Updated: Jul 5, 2023


Some of our greatest American novels can be the most difficult to adapt to the screen. Frank Herbert's "Dune" certainly proved difficult for David Lynch, although I'm one of the few that find that film a hugely enjoyable guilty pleasure.

EL Doctorow's sprawling novel of early 1900's America, RAGTIME should have proven very cumbersome, but Director Milos Foreman (Amadeus, One Flew Over The Cuckoo's Nest) and screenwriter Michael Weller (Hair) exceed all expectations with their 1981 film adaption.

We meet a wealthy white family leading what appears to be an idyllic life. Father (James Olson) is successful and a man of tradition. His wife (the terrific Mary Steenburgen of "Time After Time") is simmering though, finding her voice in a time when women were mostly silent and horribly undervalued. Her brother (Brad Dourif as eccentric as ever) is an impulsive, repressed man lusting after celebrity heroine Evelyn Nesbit (an impossibly young Elizabeth McGovern).

Layered on top of that story is another that will soon deeply intertwine with theirs.

Coalhouse Walker (a brilliant performance by Howard E. Rollins Jr) a successful ragtime piano player madly in love with Sarah, who has run off with his baby and hidden in Mother and Father's attic.

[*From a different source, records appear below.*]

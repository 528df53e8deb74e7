use serde::{Deserialize, Serialize};
use std::fmt;

/// Serialized form of a user key or value.
///
/// Equality, ordering and hashing are byte-wise, so two typed values map to the
/// same partition and the same bag slot exactly when their encodings match.
#[derive(Clone, PartialEq, Eq, Hash, PartialOrd, Ord, Serialize, Deserialize)]
pub struct Datum(pub Vec<u8>);

impl Datum {
    pub fn new(bytes: Vec<u8>) -> Self {
        Self(bytes)
    }

    pub fn as_bytes(&self) -> &[u8] {
        &self.0
    }

    pub fn len(&self) -> usize {
        self.0.len()
    }

    pub fn is_empty(&self) -> bool {
        self.0.is_empty()
    }
}

impl From<Vec<u8>> for Datum {
    fn from(bytes: Vec<u8>) -> Self {
        Self(bytes)
    }
}

impl From<&[u8]> for Datum {
    fn from(bytes: &[u8]) -> Self {
        Self(bytes.to_vec())
    }
}

impl fmt::Debug for Datum {
    fn fmt(&self, f: &mut fmt::Formatter<'_>) -> fmt::Result {
        write!(f, "Datum(")?;
        for byte in self.0.iter().take(16) {
            write!(f, "{:02x}", byte)?;
        }
        if self.0.len() > 16 {
            write!(f, "..+{}", self.0.len() - 16)?;
        }
        write!(f, ")")
    }
}
//! Per-key lease locks.
//!
//! One table per partition. A record names its holder and, optionally, a lease
//! after which another owner may take the lock over. Waiters on the owning
//! member park on `released` instead of spinning.

use crate::cluster::MemberId;
use crate::error::{MultiMapError, Result};
use crate::serialization::Datum;

use dashmap::DashMap;
use dashmap::mapref::entry::Entry;
use serde::{Deserialize, Serialize};
use std::time::{Duration, Instant};
use tokio::sync::Notify;
use tokio::sync::futures::Notified;

/// Identifies who holds a lock: the member a caller runs on plus a per-handle caller id.
#[derive(Debug, Clone, PartialEq, Eq, Hash, Serialize, Deserialize)]
pub struct LockOwner {
    pub member: MemberId,
    pub caller: String,
}

impl LockOwner {
    pub fn new(member: MemberId) -> Self {
        Self {
            member,
            caller: uuid::Uuid::new_v4().to_string(),
        }
    }
}

#[derive(Debug, Clone, Copy, PartialEq, Eq, Serialize, Deserialize)]
pub enum LockOutcome {
    Acquired,
    HeldByCaller,
    HeldByOther,
}

#[derive(Debug, Clone)]
struct LockRecord {
    owner: LockOwner,
    acquired_at: Instant,
    lease: Option<Duration>,
}

impl LockRecord {
    fn is_expired(&self, now: Instant) -> bool {
        match self.lease {
            Some(lease) => now.duration_since(self.acquired_at) > lease,
            None => false,
        }
    }
}

#[derive(Default)]
pub struct LockTable {
    locks: DashMap<(String, Datum), LockRecord>,
    released: Notify,
}

impl LockTable {
    pub fn new() -> Self {
        Self::default()
    }

    pub fn try_acquire(
        &self,
        map_name: &str,
        key: Datum,
        owner: &LockOwner,
        lease: Option<Duration>,
    ) -> LockOutcome {
        let now = Instant::now();
        let record = LockRecord {
            owner: owner.clone(),
            acquired_at: now,
            lease,
        };

        match self.locks.entry((map_name.to_string(), key)) {
            Entry::Vacant(slot) => {
                slot.insert(record);
                LockOutcome::Acquired
            }
            Entry::Occupied(mut slot) => {
                let current = slot.get();
                if current.is_expired(now) {
                    if &current.owner != owner {
                        tracing::warn!(
                            "Lease of {:?} on '{}' expired, handing lock to {:?}",
                            current.owner,
                            map_name,
                            owner
                        );
                    }
                    slot.insert(record);
                    LockOutcome::Acquired
                } else if &current.owner == owner {
                    LockOutcome::HeldByCaller
                } else {
                    LockOutcome::HeldByOther
                }
            }
        }
    }

    pub fn release(&self, map_name: &str, key: &Datum, owner: &LockOwner) -> Result<()> {
        match self.locks.entry((map_name.to_string(), key.clone())) {
            Entry::Occupied(slot) if &slot.get().owner == owner => {
                slot.remove();
            }
            _ => return Err(MultiMapError::LockNotHeld(map_name.to_string())),
        }
        self.released.notify_waiters();
        Ok(())
    }

    pub fn is_locked(&self, map_name: &str, key: &Datum) -> bool {
        self.locks
            .get(&(map_name.to_string(), key.clone()))
            .map(|record| !record.is_expired(Instant::now()))
            .unwrap_or(false)
    }

    pub fn locked_keys(&self, map_name: &str) -> usize {
        let now = Instant::now();
        self.locks
            .iter()
            .filter(|entry| entry.key().0 == map_name && !entry.value().is_expired(now))
            .count()
    }

    /// Drops every lock of one map and wakes waiters so they observe the change.
    pub fn clear_map(&self, map_name: &str) {
        self.locks.retain(|(name, _), _| name != map_name);
        self.released.notify_waiters();
    }

    pub fn clear(&self) {
        self.locks.clear();
        self.released.notify_waiters();
    }

    /// Future that completes on the next release. Create it before checking the
    /// lock so a release in between is not missed.
    pub fn notified(&self) -> Notified<'_> {
        self.released.notified()
    }
}
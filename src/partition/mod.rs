//! Partition Resolver
//!
//! Keys are hashed into a fixed number of partitions and each partition is
//! owned by exactly one member. Every routing decision in the access layer
//! starts here.

pub mod resolver;

pub use resolver::{PartitionManager, PartitionResolver};
//! MultiMap Module
//!
//! The distributed multimap itself: a named map from keys to bags of values,
//! spread over the cluster's partitions.
//!
//! ## Core Concepts
//! - **`MultiMapService`**: one per member. Routes single-key operations to the owning
//!   partition, fans whole-map reads out to every partition, and hosts the lock, listener
//!   and statistics state of the partitions it owns.
//! - **`MultiMapProxy<K, V>`**: a typed handle bound to one map name. It encodes keys and
//!   values into `Datum`s on the way in and decodes results on the way out.
//! - **`Operation` / `OpResponse`**: the partition-scoped request and response values shared
//!   by in-process execution and the transport.
//!
//! ## Consistency
//! Every partition is read independently. A whole-map result merges per-partition snapshots
//! taken at slightly different times; there is no cluster-wide snapshot.

pub mod handlers;
pub mod listener;
pub mod operation;
pub mod protocol;
pub mod proxy;
pub mod service;
pub mod stats;

pub use listener::{EntryEvent, EntryEventType, EntryListener};
pub use operation::{OpResponse, Operation};
pub use proxy::MultiMapProxy;
pub use service::MultiMapService;
pub use stats::LocalMultiMapStats;
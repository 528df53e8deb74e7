//! Cluster Module Tests
//!
//! ## Test Scopes
//! - **Identity**: uniqueness, equality and hashing of `MemberId`.
//! - **Parsing**: the `<id>@<addr>` member form used by the node binary.
//! - **Topology**: deterministic ordering and local/remote lookups.

#[cfg(test)]
mod tests {
    use crate::cluster::topology::ClusterTopology;
    use crate::cluster::types::{Member, MemberId};
    use std::collections::HashSet;

    // ============================================================
    // MEMBER ID TESTS
    // ============================================================

    #[test]
    fn test_member_id_is_unique() {
        let id1 = MemberId::new();
        let id2 = MemberId::new();

        assert_ne!(id1, id2, "Each MemberId should be unique");
    }

    #[test]
    fn test_member_id_hash() {
        let mut set = HashSet::new();
        set.insert(MemberId::from("node-1"));
        set.insert(MemberId::from("node-1")); // duplicate
        set.insert(MemberId::from("node-2"));

        assert_eq!(set.len(), 2, "HashSet should have 2 unique MemberIds");
    }

    // ============================================================
    // MEMBER PARSING TESTS
    // ============================================================

    #[test]
    fn test_member_parse() {
        let member: Member = "node-a@127.0.0.1:6000".parse().unwrap();

        assert_eq!(member.id, MemberId::from("node-a"));
        assert_eq!(member.http_addr, "127.0.0.1:6000".parse().unwrap());
    }

    #[test]
    fn test_member_parse_rejects_malformed() {
        assert!("node-a".parse::<Member>().is_err());
        assert!("@127.0.0.1:6000".parse::<Member>().is_err());
        assert!("node-a@not-an-addr".parse::<Member>().is_err());
    }

    // ============================================================
    // TOPOLOGY TESTS
    // ============================================================

    #[test]
    fn test_topology_sorted_and_deduplicated() {
        let topology = ClusterTopology::new(
            MemberId::from("b"),
            vec![
                Member::new("c", "127.0.0.1:6003".parse().unwrap()),
                Member::new("a", "127.0.0.1:6001".parse().unwrap()),
                Member::new("b", "127.0.0.1:6002".parse().unwrap()),
                Member::new("a", "127.0.0.1:6001".parse().unwrap()),
            ],
        );

        let ids: Vec<&str> = topology.members().iter().map(|m| m.id.0.as_str()).collect();
        assert_eq!(ids, vec!["a", "b", "c"]);
    }

    #[test]
    fn test_topology_local_and_remote() {
        let topology = ClusterTopology::new(
            MemberId::from("a"),
            vec![
                Member::new("a", "127.0.0.1:6001".parse().unwrap()),
                Member::new("b", "127.0.0.1:6002".parse().unwrap()),
            ],
        );

        assert!(topology.is_local(&MemberId::from("a")));
        assert!(!topology.is_local(&MemberId::from("b")));

        let remote: Vec<&MemberId> = topology.remote_members().map(|m| &m.id).collect();
        assert_eq!(remote, vec![&MemberId::from("b")]);

        assert!(topology.get_member(&MemberId::from("b")).is_some());
        assert!(topology.get_member(&MemberId::from("z")).is_none());
    }
}
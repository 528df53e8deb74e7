use super::container::CollectionContainer;
use super::lock::LockTable;
use crate::error::{MultiMapError, Result};
use crate::serialization::Datum;

use dashmap::DashMap;
use dashmap::mapref::entry::Entry;

enum ContainerSlot {
    Live(CollectionContainer),
    /// Left behind by `destroy` so later operations fail instead of recreating the map.
    Destroyed,
}

/// All multimap state hosted by one partition.
///
/// Containers are created lazily on the first mutation for a map name. Access
/// goes through closures that run while the slot's shard lock is held, which
/// serializes writers on the same container while leaving other partitions
/// (and other map names) untouched.
pub struct PartitionContainerRegistry {
    partition_id: u32,
    containers: DashMap<String, ContainerSlot>,
    locks: LockTable,
}

impl PartitionContainerRegistry {
    pub fn new(partition_id: u32) -> Self {
        Self {
            partition_id,
            containers: DashMap::new(),
            locks: LockTable::new(),
        }
    }

    pub fn partition_id(&self) -> u32 {
        self.partition_id
    }

    pub fn locks(&self) -> &LockTable {
        &self.locks
    }

    /// Runs `f` against the map's container, creating it on first use.
    pub fn with_container<R>(
        &self,
        map_name: &str,
        f: impl FnOnce(&mut CollectionContainer) -> R,
    ) -> Result<R> {
        let mut slot = self
            .containers
            .entry(map_name.to_string())
            .or_insert_with(|| {
                tracing::debug!(
                    "Creating container for '{}' in partition {}",
                    map_name,
                    self.partition_id
                );
                ContainerSlot::Live(CollectionContainer::new())
            });

        match slot.value_mut() {
            ContainerSlot::Live(container) => Ok(f(container)),
            ContainerSlot::Destroyed => Err(MultiMapError::MapNotFound(map_name.to_string())),
        }
    }

    /// Runs `f` against the map's container if it exists. Reads never create state.
    pub fn read_container<R>(
        &self,
        map_name: &str,
        f: impl FnOnce(&CollectionContainer) -> R,
    ) -> Result<Option<R>> {
        match self.containers.get(map_name) {
            Some(slot) => match slot.value() {
                ContainerSlot::Live(container) => Ok(Some(f(container))),
                ContainerSlot::Destroyed => Err(MultiMapError::MapNotFound(map_name.to_string())),
            },
            None => Ok(None),
        }
    }

    /// Tombstones the map in this partition and drops its locks.
    /// Returns true if live data was discarded.
    pub fn destroy(&self, map_name: &str) -> bool {
        let had_data = match self.containers.entry(map_name.to_string()) {
            Entry::Occupied(mut slot) => {
                let previous = std::mem::replace(slot.get_mut(), ContainerSlot::Destroyed);
                matches!(previous, ContainerSlot::Live(ref c) if !c.is_empty())
            }
            Entry::Vacant(slot) => {
                slot.insert(ContainerSlot::Destroyed);
                false
            }
        };
        self.locks.clear_map(map_name);
        had_data
    }

    pub fn is_destroyed(&self, map_name: &str) -> bool {
        self.containers
            .get(map_name)
            .map(|slot| matches!(slot.value(), ContainerSlot::Destroyed))
            .unwrap_or(false)
    }

    pub fn container_names(&self) -> Vec<String> {
        self.containers
            .iter()
            .filter(|entry| matches!(entry.value(), ContainerSlot::Live(_)))
            .map(|entry| entry.key().clone())
            .collect()
    }

    /// Every live map's entries in this partition, for handing the partition to a new owner.
    pub fn dump(&self) -> Vec<(String, Vec<(Datum, Datum)>)> {
        self.containers
            .iter()
            .filter_map(|entry| match entry.value() {
                ContainerSlot::Live(container) => {
                    Some((entry.key().clone(), container.entry_set()))
                }
                ContainerSlot::Destroyed => None,
            })
            .collect()
    }

    /// Drops the whole partition's state after it migrated away.
    pub fn clear(&self) {
        self.containers.clear();
        self.locks.clear();
    }
}
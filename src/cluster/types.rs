use serde::{Deserialize, Serialize};
use std::fmt;
use std::net::SocketAddr;
use std::str::FromStr;

#[derive(Debug, Clone, Serialize, Deserialize, PartialEq, Eq, Hash, PartialOrd, Ord)]
pub struct MemberId(pub String);

impl MemberId {
    pub fn new() -> Self {
        Self(uuid::Uuid::new_v4().to_string())
    }
}

impl Default for MemberId {
    fn default() -> Self {
        Self::new()
    }
}

impl fmt::Display for MemberId {
    fn fmt(&self, f: &mut fmt::Formatter<'_>) -> fmt::Result {
        f.write_str(&self.0)
    }
}

impl From<&str> for MemberId {
    fn from(id: &str) -> Self {
        Self(id.to_string())
    }
}

/// A cluster member that can own partitions.
///
/// `http_addr` is where the member serves internal invocations.
#[derive(Debug, Clone, Serialize, Deserialize, PartialEq, Eq)]
pub struct Member {
    pub id: MemberId,
    pub http_addr: SocketAddr,
}

impl Member {
    pub fn new(id: impl Into<MemberId>, http_addr: SocketAddr) -> Self {
        Self {
            id: id.into(),
            http_addr,
        }
    }
}

/// Parses `<id>@<addr>`, the form used on the command line.
impl FromStr for Member {
    type Err = String;

    fn from_str(s: &str) -> Result<Self, Self::Err> {
        let (id, addr) = s
            .split_once('@')
            .ok_or_else(|| format!("expected <id>@<addr>, got '{}'", s))?;
        if id.is_empty() {
            return Err(format!("empty member id in '{}'", s));
        }
        let http_addr = addr
            .parse()
            .map_err(|e| format!("bad address '{}': {}", addr, e))?;
        Ok(Self::new(id, http_addr))
    }
}
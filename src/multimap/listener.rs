//! Entry listener registry.
//!
//! The Service is the registry of record. Events are raised by the member that
//! applied a mutation; this module only decides which registrations see them.

use crate::cluster::MemberId;
use crate::serialization::Datum;

use dashmap::DashMap;
use serde::{Deserialize, Serialize};
use std::sync::Arc;

#[derive(Debug, Clone, Copy, PartialEq, Eq, Serialize, Deserialize)]
pub enum EntryEventType {
    Added,
    Removed,
}

#[derive(Debug, Clone, PartialEq, Serialize, Deserialize)]
pub struct EntryEvent<K, V> {
    pub map_name: String,
    pub key: K,
    /// `None` when the registration did not ask for values.
    pub value: Option<V>,
    pub event_type: EntryEventType,
    /// Member that applied the mutation.
    pub member: MemberId,
}

pub trait EntryListener<K, V>: Send + Sync {
    fn entry_added(&self, _event: &EntryEvent<K, V>) {}

    fn entry_removed(&self, _event: &EntryEvent<K, V>) {}
}

/// Identity of a registered listener: the address its `Arc` points at.
#[derive(Debug, Clone, Copy, PartialEq, Eq, Hash)]
pub struct ListenerIdentity(usize);

impl ListenerIdentity {
    pub fn of<T: ?Sized>(listener: &Arc<T>) -> Self {
        Self(Arc::as_ptr(listener) as *const () as usize)
    }
}

#[derive(Clone)]
pub struct ListenerRegistration {
    pub identity: ListenerIdentity,
    pub key: Option<Datum>,
    pub include_value: bool,
    pub local_only: bool,
    pub listener: Arc<dyn EntryListener<Datum, Datum>>,
}

impl ListenerRegistration {
    fn accepts(&self, event: &EntryEvent<Datum, Datum>, local_origin: bool) -> bool {
        if self.local_only && !local_origin {
            return false;
        }
        match &self.key {
            Some(key) => key == &event.key,
            None => true,
        }
    }
}

#[derive(Default)]
pub struct ListenerRegistry {
    registrations: DashMap<String, Vec<ListenerRegistration>>,
}

impl ListenerRegistry {
    pub fn new() -> Self {
        Self::default()
    }

    pub fn add(&self, map_name: &str, registration: ListenerRegistration) {
        self.registrations
            .entry(map_name.to_string())
            .or_default()
            .push(registration);
    }

    /// Removes registrations of `identity`; with a key, only those filtered on that key.
    pub fn remove(&self, map_name: &str, identity: ListenerIdentity, key: Option<&Datum>) -> bool {
        let Some(mut registrations) = self.registrations.get_mut(map_name) else {
            return false;
        };
        let before = registrations.len();
        registrations.retain(|registration| {
            let same_listener = registration.identity == identity;
            let same_key = match key {
                Some(key) => registration.key.as_ref() == Some(key),
                None => true,
            };
            !(same_listener && same_key)
        });
        before != registrations.len()
    }

    /// Delivers `event` to every matching registration and returns how many saw it.
    pub fn dispatch(&self, event: &EntryEvent<Datum, Datum>, local_origin: bool) -> usize {
        // Snapshot first so listeners may (un)register without deadlocking the map
        let targets: Vec<ListenerRegistration> = match self.registrations.get(&event.map_name) {
            Some(registrations) => registrations
                .iter()
                .filter(|registration| registration.accepts(event, local_origin))
                .cloned()
                .collect(),
            None => return 0,
        };

        for registration in targets.iter() {
            let delivered;
            let event = if registration.include_value {
                event
            } else {
                delivered = EntryEvent {
                    value: None,
                    ..event.clone()
                };
                &delivered
            };
            match event.event_type {
                EntryEventType::Added => registration.listener.entry_added(event),
                EntryEventType::Removed => registration.listener.entry_removed(event),
            }
        }

        targets.len()
    }

    pub fn clear_map(&self, map_name: &str) {
        self.registrations.remove(map_name);
    }

    pub fn count(&self, map_name: &str) -> usize {
        self.registrations
            .get(map_name)
            .map(|registrations| registrations.len())
            .unwrap_or(0)
    }
}
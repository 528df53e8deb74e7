//! Serialization Boundary
//!
//! Converts typed keys and values into `Datum`, the opaque byte form that the
//! partition layer stores, hashes and compares.
//!
//! ## Value Access Strategies
//! - **`BincodeCodec`**: decode-on-read. Typed values are encoded with bincode on the way in
//!   and decoded back on the way out.
//! - **`RawCodec`**: pass-through. The caller works with `Datum` directly and nothing is decoded.
//!
//! A `MultiMapProxy` is parameterized by a codec per side rather than by a separate proxy type.

pub mod codec;
pub mod datum;

pub use codec::{BincodeCodec, Codec, RawCodec};
pub use datum::Datum;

In scenes that are almost unbearable to watch, Coalhouse proudly drives his new Model T to visit Sarah, and on his return, is trapped and harassed by an entire fireman brigade, led by the despicable Willie Conklin. Between his performance here as Willie and his role as Baron Harkonnen in Lynch's previously mentioned "Dune", actor Kenneth McMillan was the go to horrific bad guy of the 80's.

After that episode and the vandalization of his new car, the justice system and racial inequality of the early 1900's, turn Coalhouse into a raging, violent seeker of justice.

We also meet new immigrant Tatah (Mandy Pantikin) as he arrives in the US. His story as a struggling artist to something much more pops up throughout the film and is always welcome. Watching how the characters on different paths overlap is just as enjoyable as it was in Doctorow's novel.

The great James Cagney is fantastic in his last film role as NYC Police Commissioner Rhinelander Waldo. He's funny, powerful and everything you'd expect Cagney to be in his first film role in nearly 20 years. 81 at the time, he delivers.

Fellow film legends Pat O'Brien and Donald O'Connor also have key roles and Moses Gunn (Logan's Run) also shines as Booker T. Washington. His and Coalhouse's faceoff is beautifully written.

There are a lot of characters, explosive violence, intolerance and horrific racial injustice that resonates all too powerfully 120 years after the events depicted here.

Foreman effortlessly juggles fictional and historical characters, settings and storytelling into a seamless immersion into the time and place depicted. Randy Newman (The Natural, Toy Story) weaves in a great orchestral score from the opening moments to the climax.

Later adapted into a huge scale Broadway musical, it translated perfectly into that format and seeing Brian Stokes Mitchell in his Tony Award winning role of Colehouse remains one of my lasting memories of live theatre.

This is a great film, one of the best dramas of the 80's and an undervalued classic. It gets an A+ and a spot in my all-time Top 100 films.